Procuring and Tasting:
You probably won’t find Cabricharme at many grocery stores. Unless of course you shop at Citarella’s, which is where I found mine. Your best bet is to check out a local cheese shop.
Before I dive into the tasting notes of Cabricharme, I want to offer a word of warning to my readers: avoid cheese wrapped in plastic for long periods of time. When I was a cheesemonger, my boss had us keep plastic off of our cheeses as much as possible. Of course, physical appearance is a key component of what sells a cheese therefore most of our cheeses were and are displayed dressed in saran-wrap. You’ll notice most shops display cheese like this. However, when we would provide a sample of cheese to a customer, we would always “face” the cheese, which meant we would cut a thin layer off of the paste that was in direct contact with the plastic. And when a customer bought a wedge, we would wrap the newly-cut piece in cheese paper, designed to imitate the conditions of a cellar. Another technique we practiced was letting cheese “breathe,” meaning we would let a wheel sit out of its plastic wrap for an hour or so at a time. Plastic is bad because it imparts an unwanted flavor into the cheese and because it suffocates the cheese, making it slimy and/or discolored.

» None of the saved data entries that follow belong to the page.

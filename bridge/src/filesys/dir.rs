//! Directory operations

use std::path::{Path, PathBuf};

use tokio::fs;

use crate::errors::BridgeError;

/// A directory wrapper with path
#[derive(Debug, Clone)]
pub struct Dir {
    path: PathBuf,
}

impl Dir {
    /// Create a new directory reference
    pub fn new(path: impl Into<PathBuf>) -> Self {
        Self { path: path.into() }
    }

    /// Get the directory path
    pub fn path(&self) -> &Path {
        &self.path
    }

    /// Check if the directory exists
    pub async fn exists(&self) -> bool {
        fs::metadata(&self.path)
            .await
            .map(|m| m.is_dir())
            .unwrap_or(false)
    }

    /// Create the directory (and parents)
    pub async fn create(&self) -> Result<(), BridgeError> {
        fs::create_dir_all(&self.path).await?;
        Ok(())
    }

    /// Delete the directory and all contents
    pub async fn delete(&self) -> Result<(), BridgeError> {
        if self.exists().await {
            fs::remove_dir_all(&self.path).await?;
        }
        Ok(())
    }

    /// Get a file within this directory
    pub fn file(&self, name: &str) -> crate::filesys::file::File {
        crate::filesys::file::File::new(self.path.join(name))
    }

    /// Create a temporary directory
    pub async fn create_temp_dir(prefix: &str) -> Result<Dir, BridgeError> {
        let temp_dir = std::env::temp_dir().join(format!("{}-{}", prefix, uuid::Uuid::new_v4()));
        fs::create_dir_all(&temp_dir).await?;
        Ok(Dir::new(temp_dir))
    }
}
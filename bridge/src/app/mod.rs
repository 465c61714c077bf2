//! Application module

pub mod options;
pub mod run;
//! Command dispatch against the vendor's drifting endpoint shapes

use http::Method;
use serde::Serialize;
use serde_json::Value;
use tracing::{debug, warn};

use crate::came::client::VendorClient;
use crate::errors::{AttemptRecord, BridgeError};

/// Statuses the vendor answers with on an accepted command
const ACCEPTED_STATUSES: [u16; 3] = [200, 202, 204];

/// The endpoint shapes a command may live under. Vendor firmware revisions
/// moved commands between these three; the bridge walks them in a fixed
/// order and stops at the first accepted response.
#[derive(Debug, Clone, Copy, PartialEq, Eq)]
pub enum CommandShape {
    /// POST /automations/{device}/commands/{command}
    AutomationPost,

    /// POST /devices/{device}/commands/{command}
    DevicePost,

    /// GET /devices/{device}/command/{command}
    DeviceGet,
}

impl CommandShape {
    /// Dispatch order. Not configurable per request.
    pub const ORDERED: [CommandShape; 3] = [
        CommandShape::AutomationPost,
        CommandShape::DevicePost,
        CommandShape::DeviceGet,
    ];

    pub fn method(&self) -> Method {
        match self {
            CommandShape::AutomationPost | CommandShape::DevicePost => Method::POST,
            CommandShape::DeviceGet => Method::GET,
        }
    }

    pub fn url(&self, base: &str, device_id: i64, command_id: i64) -> String {
        match self {
            CommandShape::AutomationPost => {
                format!("{}/automations/{}/commands/{}", base, device_id, command_id)
            }
            CommandShape::DevicePost => {
                format!("{}/devices/{}/commands/{}", base, device_id, command_id)
            }
            CommandShape::DeviceGet => {
                format!("{}/devices/{}/command/{}", base, device_id, command_id)
            }
        }
    }
}

/// The shape that accepted a command
#[derive(Debug, Clone, Serialize)]
pub struct CommandOutcome {
    pub method: String,
    pub url: String,
    pub status: u16,
}

/// A device's command listing, from whichever listing endpoint answered 200
#[derive(Debug, Clone)]
pub struct CommandListing {
    pub url: String,
    pub data: Option<Value>,
    pub raw: Option<String>,
}

/// Send a command, walking the endpoint shapes in order.
///
/// Transport failures are caught per attempt so one dead shape cannot mask a
/// later working one. When nothing accepts, the last attempt's record comes
/// back as the error detail.
pub async fn execute_command(
    client: &VendorClient,
    base: &str,
    device_id: i64,
    command_id: i64,
) -> Result<CommandOutcome, BridgeError> {
    let mut last: Option<AttemptRecord> = None;

    for shape in CommandShape::ORDERED {
        let method = shape.method();
        let url = shape.url(base, device_id, command_id);

        match client.request(method.clone(), &url, None).await {
            Ok(response) if ACCEPTED_STATUSES.contains(&response.status) => {
                debug!("Command accepted: {} {} -> {}", method, url, response.status);
                return Ok(CommandOutcome {
                    method: method.to_string(),
                    url,
                    status: response.status,
                });
            }
            Ok(response) => {
                debug!("Command rejected: {} {} -> {}", method, url, response.status);
                last = Some(AttemptRecord {
                    method: method.to_string(),
                    url,
                    status: Some(response.status),
                    body: Some(response.body),
                    error: None,
                });
            }
            Err(e) => {
                warn!("Command attempt failed: {} {}: {}", method, url, e);
                last = Some(AttemptRecord {
                    method: method.to_string(),
                    url,
                    status: None,
                    body: None,
                    error: Some(e.to_string()),
                });
            }
        }
    }

    Err(BridgeError::UpstreamError(last.unwrap_or_else(|| {
        AttemptRecord {
            method: String::new(),
            url: String::new(),
            status: None,
            body: None,
            error: Some("no command endpoints attempted".to_string()),
        }
    })))
}

/// List a device's commands. The listing moved between the automations and
/// devices prefixes across firmware revisions; first 200 wins. A 200 body
/// that is not JSON is passed along raw rather than dropped.
pub async fn list_commands(
    client: &VendorClient,
    base: &str,
    device_id: i64,
) -> Result<CommandListing, BridgeError> {
    let urls = [
        format!("{}/automations/{}/commands", base, device_id),
        format!("{}/devices/{}/commands", base, device_id),
    ];

    let mut last: Option<AttemptRecord> = None;

    for url in urls {
        match client.request(Method::GET, &url, None).await {
            Ok(response) if response.status == 200 => {
                return Ok(match response.json() {
                    Ok(data) => CommandListing {
                        url,
                        data: Some(data),
                        raw: None,
                    },
                    Err(_) => CommandListing {
                        url,
                        data: None,
                        raw: Some(response.body),
                    },
                });
            }
            Ok(response) => {
                debug!("Listing rejected: GET {} -> {}", url, response.status);
                last = Some(AttemptRecord {
                    method: Method::GET.to_string(),
                    url,
                    status: Some(response.status),
                    body: Some(response.body),
                    error: None,
                });
            }
            Err(e) => {
                warn!("Listing attempt failed: GET {}: {}", url, e);
                last = Some(AttemptRecord {
                    method: Method::GET.to_string(),
                    url,
                    status: None,
                    body: None,
                    error: Some(e.to_string()),
                });
            }
        }
    }

    Err(BridgeError::UpstreamError(last.unwrap_or_else(|| {
        AttemptRecord {
            method: Method::GET.to_string(),
            url: String::new(),
            status: None,
            body: None,
            error: Some("no listing endpoints attempted".to_string()),
        }
    })))
}
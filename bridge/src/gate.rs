//! Canonical gate state model
//!
//! Vendor status codes map onto a small controller-facing vocabulary. Anything
//! the vendor reports outside that vocabulary degrades to `Unknown` instead of
//! failing the request.

use serde::{Deserialize, Serialize};

/// Vendor status code for a fully open gate
pub const CODE_OPEN: i64 = 16;
/// Vendor status code for a fully closed gate
pub const CODE_CLOSED: i64 = 17;
/// Vendor status code for a gate stopped mid-travel
pub const CODE_STOPPED: i64 = 19;
/// Vendor status code for a gate travelling open
pub const CODE_OPENING: i64 = 32;
/// Vendor status code for a gate travelling closed
pub const CODE_CLOSING: i64 = 33;

/// Canonical gate state
#[derive(Debug, Clone, Copy, PartialEq, Eq, Serialize, Deserialize)]
#[serde(rename_all = "lowercase")]
pub enum GateState {
    /// Fully open
    Open,

    /// Fully closed
    Closed,

    /// Travelling open
    Opening,

    /// Travelling closed
    Closing,

    /// Stopped mid-travel
    Stopped,

    /// Code unmapped but the motion flag is set
    Moving,

    /// Nothing usable reported
    Unknown,
}

/// Direction of travel derived from the state
#[derive(Debug, Clone, Copy, PartialEq, Eq, Serialize, Deserialize)]
#[serde(rename_all = "lowercase")]
pub enum Direction {
    Opening,
    Closing,
    Stopped,
    Unknown,
}

/// Map a vendor status code to the canonical state.
///
/// An unmapped or absent code with the motion flag set becomes `Moving`;
/// without the flag it stays `Unknown`.
pub fn state_from_code(code: Option<i64>, moving_flag: bool) -> GateState {
    let mapped = match code {
        Some(CODE_OPEN) => GateState::Open,
        Some(CODE_CLOSED) => GateState::Closed,
        Some(CODE_STOPPED) => GateState::Stopped,
        Some(CODE_OPENING) => GateState::Opening,
        Some(CODE_CLOSING) => GateState::Closing,
        _ => GateState::Unknown,
    };

    if mapped == GateState::Unknown && moving_flag {
        GateState::Moving
    } else {
        mapped
    }
}

/// Direction is only known while travelling or explicitly stopped.
pub fn direction_of(state: GateState) -> Direction {
    match state {
        GateState::Opening => Direction::Opening,
        GateState::Closing => Direction::Closing,
        GateState::Stopped => Direction::Stopped,
        _ => Direction::Unknown,
    }
}

/// Position is only known at the endpoints: 100 when open, 0 when closed.
pub fn position_of(state: GateState) -> Option<u8> {
    match state {
        GateState::Open => Some(100),
        GateState::Closed => Some(0),
        _ => None,
    }
}

/// The gate counts as moving when travelling in either direction, or whenever
/// the vendor's motion flag is set regardless of the mapped state.
pub fn is_moving(state: GateState, moving_flag: bool) -> bool {
    matches!(state, GateState::Opening | GateState::Closing) || moving_flag
}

I did not listen to my own advice when I procured Cabricharme. I was so excited just to see it for sale that I threw caution to the wind and purchased a plastic-wrapped wedge. Therefore, I am to blame for the below average taste and dull-looking photos of Cabricharme. But don’t feel too bad, I’ve had amazing pieces of Cabricharme in my time and drew from those to write this post.
Cabricharme is notable for its meaty flavor, its supple texture and its grainy rind. You can tell this cheese is made out of goat’s milk and not cow’s from the tangy zip you get. It’s spicy and fruity all at once and thick as can be. It’s almost akin to the heaviest cream cheese frosting you’ve ever had.
Pairing with Cabricharme:
Washed-rind cheeses often pair well with beer. I paired Cabricharme with a Belgian classic, a Leffe Blond, which turned out to be a perfect light, refreshing beverage to enjoy alongside a funky cheese like Cabricharme.
I didn’t pair Cabricharme with any food but imagine it would go well with sweet foods like fresh fruit or squash and sweet potatoes.
Nice — Mazel tov!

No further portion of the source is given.